Michael Geist gives a brief review of the report, and extracts these key points:

  • Canada ranked second last in the OECD for the total number of mobile subscribers. For medium mobile users, Canadian plans ranked among the most expensive in the OECD.
  • Canada placed far behind other countries for innovation. For example, Bell Canada was the only Canadian telecom provider to obtain patents in the United States with four since 2003. By comparison, AT&T, British Telecom, NTT, France Telecom, Deutsche Telekom, Telecom Italia, and Korea Telecom have all obtained dozens (or hundreds) of patents in that same time frame.
  • Canadian investment in telecommunications was average, trailing countries such as the US, Australia, Japan, and the UK.
  • The OECD found that, on average, mobile revenue per subscriber dropped from 2003 to 2005 due to increased competition. In Canada, revenue increased during that period.
  • The report reconfirms Canada’s sinking ranking in broadband subscribers along with its relatively high prices for broadband (18th in both monthly pricing and per MB pricing)

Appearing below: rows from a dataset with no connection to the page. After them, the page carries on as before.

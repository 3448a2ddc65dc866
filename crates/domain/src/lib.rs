// Copyright (C) 2026 Fred Clausen
// Use of this source code is governed by an MIT-style
// license that can be found in the LICENSE file or at
// https://opensource.org/licenses/MIT.

#![deny(
    clippy::pedantic,
    clippy::cargo,
    clippy::nursery,
    clippy::style,
    clippy::correctness,
    clippy::all,
    clippy::suspicious,
    clippy::complexity,
    clippy::perf,
    clippy::unwrap_used,
    clippy::expect_used
)]

mod dispatch;
mod error;
mod fulfillment;
mod invite;
mod types;
mod validation;

#[cfg(test)]
mod tests;

pub use dispatch::{DispatchDecision, DispatchRequest, DispatchStatus};
pub use error::DomainError;
pub use fulfillment::{
    EventStaffing, RoleFulfillment, RoleStatus, aggregate_event_staffing, compute_role_status,
};
pub use invite::{INVITE_VALIDITY, StaffInvite};

// Re-export public types
pub use types::{
    AvailabilityStatus, Event, EventStatus, Message, Profile, ProfileRole, RoleRequirement,
    StaffProfile, StaffRole,
};
pub use validation::{
    validate_dispatch_candidates, validate_event_fields, validate_invite_fields,
    validate_message_content, validate_role_requirements,
};
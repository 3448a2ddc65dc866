// Copyright (C) 2026 Fred Clausen
// Use of this source code is governed by an MIT-style
// license that can be found in the LICENSE file or at
// https://opensource.org/licenses/MIT.

//! Count-only queries for the dashboard summary.

use diesel::prelude::*;
use diesel::{MysqlConnection, SqliteConnection};

use crate::data_models::DashboardCounts;
use crate::diesel_schema::{dispatch_requests, events, staff_invites, staff_profiles};
use crate::error::PersistenceError;
use crewcall_domain::{AvailabilityStatus, DispatchStatus, EventStatus};

backend_fn! {
/// Counts events in the given lifecycle status.
///
/// # Errors
///
/// Returns an error if the count query fails.
pub fn count_events_by_status(
    conn: &mut _,
    status: &str,
) -> Result<i64, PersistenceError> {
    Ok(events::table
        .filter(events::status.eq(status))
        .count()
        .get_result(conn)?)
}
}

backend_fn! {
/// Counts staff profiles in the given availability status.
///
/// # Errors
///
/// Returns an error if the count query fails.
pub fn count_staff_by_status(
    conn: &mut _,
    status: &str,
) -> Result<i64, PersistenceError> {
    Ok(staff_profiles::table
        .filter(staff_profiles::status.eq(status))
        .count()
        .get_result(conn)?)
}
}

backend_fn! {
/// Computes the dashboard summary counts.
///
/// # Errors
///
/// Returns an error if any count query fails.
pub fn get_dashboard_counts(conn: &mut _) -> Result<DashboardCounts, PersistenceError> {
    // Bodies are monomorphized per backend, so sibling generated functions
    // cannot be called from here; the count queries are inlined instead.
    let draft_events: i64 = events::table
        .filter(events::status.eq(EventStatus::Draft.as_str()))
        .count()
        .get_result(conn)?;
    let open_events: i64 = events::table
        .filter(events::status.eq(EventStatus::Open.as_str()))
        .count()
        .get_result(conn)?;
    let live_events: i64 = events::table
        .filter(events::status.eq(EventStatus::Live.as_str()))
        .count()
        .get_result(conn)?;
    let completed_events: i64 = events::table
        .filter(events::status.eq(EventStatus::Completed.as_str()))
        .count()
        .get_result(conn)?;

    let available_staff: i64 = staff_profiles::table
        .filter(staff_profiles::status.eq(AvailabilityStatus::Available.as_str()))
        .count()
        .get_result(conn)?;
    let assigned_staff: i64 = staff_profiles::table
        .filter(staff_profiles::status.eq(AvailabilityStatus::Assigned.as_str()))
        .count()
        .get_result(conn)?;
    let unavailable_staff: i64 = staff_profiles::table
        .filter(staff_profiles::status.eq(AvailabilityStatus::Unavailable.as_str()))
        .count()
        .get_result(conn)?;

    let pending_dispatches: i64 = dispatch_requests::table
        .filter(dispatch_requests::status.eq(DispatchStatus::Pending.as_str()))
        .count()
        .get_result(conn)?;

    let open_invites: i64 = staff_invites::table
        .filter(staff_invites::accepted.eq(0))
        .count()
        .get_result(conn)?;

    Ok(DashboardCounts {
        draft_events,
        open_events,
        live_events,
        completed_events,
        available_staff,
        assigned_staff,
        unavailable_staff,
        pending_dispatches,
        open_invites,
    })
}
}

All are worrying, but I find #2 (lack of patents) the most indicative of long-term problems on the horizon in Canada.

And, in related iPhone news, Patrick links to an article that says:

Until Canadian companies can offer cheaper [mobile data] plans so that everyone will want one, iPhone won’t be coming to Canada.


  1. Hugh Hugh 2007-07-19

    interesting… underlying theory would be?:
    -low density = high cost
    -high income = high payment ability


  2. Chris Hughes Chris Hughes 2007-07-19

    Yes. A mobile phone mast used by many people would recoup its costs quickly, thus cost effective. The mobile phone population must be some sort of function of income and overall population.
    In the UK we have high population density and high income, so high mobile phone use (also deregulated…) EVERYONE has a mobile – you get a free phone with a plan of £25 a month, and a blackberry free with a plan of £45 a month.
    In the USA, high income, but lower population density, so mobile phone use seems to be lower than in the UK (certainly outside major conurbations) – also, it seems expensive to British eyes.
    In Canada – very low population density overall, but high income(?)
    In Japan – very high Pop Den – very high income – very pervasive mobile (3G) – cheapest and fastest broadband in the world.

  3. Hugh Hugh 2007-07-19

    how to account for the huge success of mobile in lowish pop density/low income countries, eg south africa.

    also, just a note on canadian pop density, though our data is among the lowest in the world, at 3.2 ppl/, that population is concentrated in a band of a few hundred kilometers along the southern border with the USA. so the effective density, as it applies to mobile towers, is much higher, tho certainly nothing like the UK.

  4. Hugh Hugh 2007-07-19

    oh, also for comparison on these issues, australia should be canada’s yardstick, with similar pop density and similar economy. see this graph to see how mobile *data* rates differ:

    (the red bars are canadian providers).

  5. Chris Hughes Chris Hughes 2007-07-19

    Hmm. Don’t know. We could fall back on the ‘Canadian Telcos are baddies, as opposed to the rest of the world’ theory? :)

    But first, I wonder if data rates are indicative of voice rates…

    In fact, the more I think about it, the more I realise that I don’t know. So I will stop theorising.